School athletics are an important part of the growing up experience for kids. However, lurking among those piled up wrestling mats and castoff football jerseys lays the potential for a serious skin infection called MRSA, or methicillian-resistant staphylococcus aureus. Parents, coaches and students need to be vigilant in both the identification of a MRSA infection and actions to prevent it from occurring.

What is MRSA?

MRSA is a type of staphylococcus that is resistant to the typical penicillin-based antibiotics used to treat regular “staph” infections. It can become a life threatening infection. Interestingly, it is able to live in the noses and skin of healthy people, 30 percent of whom show no symptoms of having the bacteria. MRSA used to be an infection only found in hospitals but it has now spread to the community, particularly to high school and college athletes.

How does MRSA spread?

“MRSA develops where the '5 Cs' are found”, according to Dr.

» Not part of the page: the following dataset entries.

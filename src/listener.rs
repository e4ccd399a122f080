// SPDX-FileCopyrightText: 2026 Mattia Egloff <mattia.egloff@pm.me>
//
// SPDX-License-Identifier: GPL-3.0-or-later

//! Dual WebSocket Listener
//!
//! Two accept loops share one hub: a plaintext listener and a TLS listener
//! presenting the self-signed certificate. Both read the request head of
//! each connection first so that a plain browser GET gets a small HTTP
//! answer instead of a failed WebSocket handshake. On the TLS port that
//! answer is the page users open once to accept the certificate. Upgrades
//! get the head replayed in front of the rest of the stream.

use std::io;
use std::pin::Pin;
use std::sync::Arc;
use std::task::{Context, Poll};
use std::time::Duration;

use tokio::io::{AsyncRead, AsyncReadExt, AsyncWrite, AsyncWriteExt, ReadBuf};
use tokio::net::{TcpListener, TcpStream};
use tokio::time::{timeout, timeout_at, Instant};
use tokio_rustls::TlsAcceptor;
use tokio_tungstenite::accept_async;
use tracing::{debug, error, info, warn};

use crate::certificate::{CertificateManager, CertificateMaterial};
use crate::connection_registry::Transport;
use crate::handler::{self, ConnectionDeps};
use crate::hub::RelayHub;

/// Most bytes read to tell an HTTP GET from a WebSocket upgrade.
const HEAD_LIMIT: usize = 1024;

/// Served on the TLS port to plain browser requests.
pub const CONFIRMATION_PAGE: &str = r#"<!DOCTYPE html>
<html>
<head><meta charset="utf-8"><title>Deck Relay</title></head>
<body style="font-family: sans-serif; text-align: center; margin-top: 4em">
<h1>Certificate accepted</h1>
<p>The secure connection to the Stream Deck relay works.</p>
<p>You can close this tab and connect from Twitchat.</p>
</body>
</html>
"#;

/// Shared dependencies of both accept loops.
#[derive(Clone)]
pub struct ListenerDeps {
    pub hub: Arc<RelayHub>,
    pub max_message_size: usize,
    pub handshake_timeout: Duration,
}

/// What the first bytes of a connection look like.
#[derive(Debug, Clone, PartialEq, Eq)]
pub enum RequestKind {
    WebSocketUpgrade,
    HttpGet { path: String },
    /// Anything else; handed to the WebSocket handshake, which rejects it.
    Unknown,
}

/// Classifies the head of an HTTP request.
pub fn classify_request(head: &[u8]) -> RequestKind {
    let text = String::from_utf8_lossy(head);
    let lower = text.to_ascii_lowercase();

    if lower.contains("upgrade: websocket") && lower.contains("connection:") {
        return RequestKind::WebSocketUpgrade;
    }

    if lower.starts_with("get ") {
        let path = text
            .lines()
            .next()
            .and_then(|line| line.split_whitespace().nth(1))
            .unwrap_or("/")
            .to_string();
        return RequestKind::HttpGet { path };
    }

    RequestKind::Unknown
}

fn head_complete(head: &[u8]) -> bool {
    head.windows(4).any(|w| w == b"\r\n\r\n")
}

/// Reads until the end of the request head, `HEAD_LIMIT` bytes, EOF, or
/// `wait` elapses, whichever comes first. Returns what was read.
pub async fn read_head<S>(stream: &mut S, wait: Duration) -> io::Result<Vec<u8>>
where
    S: AsyncRead + Unpin,
{
    let deadline = Instant::now() + wait;
    let mut head = Vec::with_capacity(HEAD_LIMIT);
    let mut chunk = [0u8; HEAD_LIMIT];

    while head.len() < HEAD_LIMIT && !head_complete(&head) {
        let want = HEAD_LIMIT - head.len();
        match timeout_at(deadline, stream.read(&mut chunk[..want])).await {
            Ok(Ok(0)) | Err(_) => break,
            Ok(Ok(n)) => head.extend_from_slice(&chunk[..n]),
            Ok(Err(e)) => return Err(e),
        }
    }
    Ok(head)
}

/// A stream whose first bytes were already consumed; they are served again
/// before anything else is read from `inner`.
pub struct Prefixed<S> {
    head: Vec<u8>,
    pos: usize,
    inner: S,
}

impl<S> Prefixed<S> {
    pub fn new(head: Vec<u8>, inner: S) -> Self {
        Prefixed { head, pos: 0, inner }
    }
}

impl<S: AsyncRead + Unpin> AsyncRead for Prefixed<S> {
    fn poll_read(
        self: Pin<&mut Self>,
        cx: &mut Context<'_>,
        buf: &mut ReadBuf<'_>,
    ) -> Poll<io::Result<()>> {
        let this = self.get_mut();
        if this.pos < this.head.len() {
            let n = (this.head.len() - this.pos).min(buf.remaining());
            buf.put_slice(&this.head[this.pos..this.pos + n]);
            this.pos += n;
            return Poll::Ready(Ok(()));
        }
        Pin::new(&mut this.inner).poll_read(cx, buf)
    }
}

impl<S: AsyncWrite + Unpin> AsyncWrite for Prefixed<S> {
    fn poll_write(
        self: Pin<&mut Self>,
        cx: &mut Context<'_>,
        data: &[u8],
    ) -> Poll<io::Result<usize>> {
        Pin::new(&mut self.get_mut().inner).poll_write(cx, data)
    }

    fn poll_flush(self: Pin<&mut Self>, cx: &mut Context<'_>) -> Poll<io::Result<()>> {
        Pin::new(&mut self.get_mut().inner).poll_flush(cx)
    }

    fn poll_shutdown(self: Pin<&mut Self>, cx: &mut Context<'_>) -> Poll<io::Result<()>> {
        Pin::new(&mut self.get_mut().inner).poll_shutdown(cx)
    }
}

/// JSON body returned for plain HTTP requests on the plaintext port.
pub fn status_body(hub: &RelayHub) -> String {
    let counts = hub.counts();
    serde_json::json!({
        "service": "deck-relay",
        "version": env!("CARGO_PKG_VERSION"),
        "clientCount": counts.client_count,
        "mainAppCount": counts.main_app_count,
    })
    .to_string()
}

async fn respond<S>(stream: &mut S, content_type: &str, body: &str)
where
    S: AsyncWrite + Unpin,
{
    let response = format!(
        "HTTP/1.1 200 OK\r\nContent-Type: {}\r\nContent-Length: {}\r\nConnection: close\r\n\r\n{}",
        content_type,
        body.len(),
        body
    );
    let _ = stream.write_all(response.as_bytes()).await;
    let _ = stream.shutdown().await;
}

/// Accepts plaintext connections forever.
pub async fn serve_plain(listener: TcpListener, deps: ListenerDeps) {
    if let Ok(addr) = listener.local_addr() {
        info!("WebSocket server listening on ws://{}", addr);
    }

    loop {
        let stream = match listener.accept().await {
            Ok((stream, _addr)) => stream,
            Err(e) => {
                warn!("Plain accept failed: {}", e);
                continue;
            }
        };

        let deps = deps.clone();
        tokio::spawn(async move {
            handle_plain(stream, deps).await;
        });
    }
}

async fn handle_plain(mut stream: TcpStream, deps: ListenerDeps) {
    let head = match read_head(&mut stream, deps.handshake_timeout).await {
        Ok(head) if !head.is_empty() => head,
        Ok(_) => {
            debug!("Plain connection sent nothing before the handshake timeout");
            return;
        }
        Err(e) => {
            debug!("Failed to read plain request head: {}", e);
            return;
        }
    };

    if let RequestKind::HttpGet { path } = classify_request(&head) {
        respond(&mut stream, "application/json", &status_body(&deps.hub)).await;
        debug!("Handled plain HTTP GET {}", path);
        return;
    }

    upgrade(Prefixed::new(head, stream), Transport::Plain, deps).await;
}

/// Accepts TLS connections forever, using the manager's current certificate.
///
/// The acceptor is rebuilt whenever the manager hands out new material, so a
/// regenerated certificate applies to the next handshake.
pub async fn serve_secure(listener: TcpListener, deps: ListenerDeps, certs: Arc<CertificateManager>) {
    if let Ok(addr) = listener.local_addr() {
        info!("WebSocket server listening on wss://{}", addr);
    }

    let mut current: Option<(Arc<CertificateMaterial>, TlsAcceptor)> = None;

    loop {
        let stream = match listener.accept().await {
            Ok((stream, _addr)) => stream,
            Err(e) => {
                warn!("Secure accept failed: {}", e);
                continue;
            }
        };

        let material = match certs.material() {
            Ok(material) => material,
            Err(e) => {
                error!("No usable TLS certificate: {}", e);
                deps.hub.metrics().connection_errors.inc();
                continue;
            }
        };

        let stale = match &current {
            Some((cached, _)) => !Arc::ptr_eq(cached, &material),
            None => true,
        };
        if stale {
            match material.server_config() {
                Ok(config) => {
                    info!("TLS acceptor using certificate {}", material.fingerprint());
                    current = Some((material, TlsAcceptor::from(config)));
                }
                Err(e) => {
                    error!("Failed to build TLS configuration: {}", e);
                    deps.hub.metrics().connection_errors.inc();
                    continue;
                }
            }
        }

        let acceptor = match &current {
            Some((_, acceptor)) => acceptor.clone(),
            None => continue,
        };
        let deps = deps.clone();
        tokio::spawn(async move {
            handle_secure(stream, acceptor, deps).await;
        });
    }
}

async fn handle_secure(stream: TcpStream, acceptor: TlsAcceptor, deps: ListenerDeps) {
    let tls = match timeout(deps.handshake_timeout, acceptor.accept(stream)).await {
        Ok(Ok(tls)) => tls,
        Ok(Err(e)) => {
            // Browsers abort the first handshake until the certificate is accepted.
            debug!("TLS handshake failed: {}", e);
            deps.hub.metrics().connection_errors.inc();
            return;
        }
        Err(_) => {
            warn!("TLS handshake timeout");
            deps.hub.metrics().connection_errors.inc();
            return;
        }
    };

    let mut tls = tls;
    let head = match read_head(&mut tls, deps.handshake_timeout).await {
        Ok(head) if !head.is_empty() => head,
        Ok(_) => {
            debug!("TLS connection sent nothing before the handshake timeout");
            return;
        }
        Err(e) => {
            debug!("Failed to read TLS request head: {}", e);
            return;
        }
    };

    if let RequestKind::HttpGet { path } = classify_request(&head) {
        respond(&mut tls, "text/html; charset=utf-8", CONFIRMATION_PAGE).await;
        debug!("Served certificate confirmation page for {}", path);
        return;
    }

    upgrade(Prefixed::new(head, tls), Transport::Secure, deps).await;
}

async fn upgrade<S>(stream: S, transport: Transport, deps: ListenerDeps)
where
    S: AsyncRead + AsyncWrite + Unpin,
{
    match timeout(deps.handshake_timeout, accept_async(stream)).await {
        Ok(Ok(ws_stream)) => {
            handler::handle_connection(
                ws_stream,
                ConnectionDeps {
                    hub: deps.hub,
                    transport,
                    max_message_size: deps.max_message_size,
                },
            )
            .await;
        }
        Ok(Err(e)) => {
            warn!("WebSocket handshake failed on {}: {}", transport, e);
            deps.hub.metrics().connection_errors.inc();
        }
        Err(_) => {
            warn!("WebSocket handshake timeout on {}", transport);
            deps.hub.metrics().connection_errors.inc();
        }
    }
}
/// A fully decoded inbound frame.
#[derive(Debug, Clone, PartialEq)]
pub enum Inbound {
    /// The sender claims to be the primary companion instance.
    ClaimPrimary { secret: Option<String> },
    Event(Event),
}

#[derive(Debug, Deserialize)]
struct RawFrame {
    #[serde(alias = "action")]
    topic: String,
    #[serde(default, alias = "data")]
    payload: Value,
}

#[derive(Debug, Default, Deserialize)]
struct ClaimPayload {
    #[serde(default)]
    secret: Option<String>,
}

fn typed<T: DeserializeOwned>(topic: &Topic, payload: Value) -> Result<T, ProtocolError> {
    serde_json::from_value(payload).map_err(|source| ProtocolError::InvalidPayload {
        topic: topic.to_string(),
        source,
    })
}

/// Decodes one inbound text frame.
pub fn decode_frame(text: &str) -> Result<Inbound, ProtocolError> {
    let raw: RawFrame = serde_json::from_str(text)?;
    let topic = Topic::from_wire(&raw.topic);

    let event = match topic {
        Topic::PrimaryInstance => {
            let claim: ClaimPayload = if raw.payload.is_null() {
                ClaimPayload::default()
            } else {
                typed(&topic, raw.payload)?
            };
            return Ok(Inbound::ClaimPrimary {
                secret: claim.secret,
            });
        }
        Topic::CounterList => Event::CounterList(typed(&topic, raw.payload)?),
        Topic::TriggerList => Event::TriggerList(typed(&topic, raw.payload)?),
        Topic::TimerList => Event::TimerList(typed(&topic, raw.payload)?),
        Topic::ChatColumnsCount => Event::ChatColumnsCount(typed(&topic, raw.payload)?),
        Topic::QnaSessionList => Event::QnaSessionList(typed(&topic, raw.payload)?),
        Topic::GlobalStates => Event::GlobalStates(typed(&topic, raw.payload)?),
        Topic::Other(name) => Event::Other {
            topic: name,
            payload: raw.payload,
        },
    };

    Ok(Inbound::Event(event))
}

Kotula in his health blog.

1. Crowding: it occurs where groups are close together such as locker rooms.
2. Contact: it is found in sports where there is skin-to-skin contact.
3. Compromised: it occurs in skin that has been cut or scraped.
4. Contaminated: it grows on surfaces that are unclean.
5. Cleanliness: it can develop on skin that is not washed and covered after an injury.

What to watch for:

Watch for any signs of infection in an area with cuts, scrapes or sores. Look for redness, warmth, swelling, increased pain or yellow drainage. Sometimes small pimple areas are mistaken for spider bites. If you do develop any pus-filled skin lesions, do not squeeze them. See a doctor to have them evaluated. Oral antibiotics will be prescribed if it is thought to be MRSA.

What to do to avoid MRSA infections:

• Wash your hands before and after sports and after using shared equipment. If unable to use soap and water, use alcohol-based hand cleaners containing at least 60 percent alcohol.

• Shower immediately after exercising. Do not share soap or towels with others. Wash your uniform afterward, dry it thoroughly in a dryer and do not share clothing with others.

• Wear protective gear to help avoid skin injuries and abrasions.

• Lie a towel down as a barrier when using shared equipment such as mats or when sitting on a steam room bench.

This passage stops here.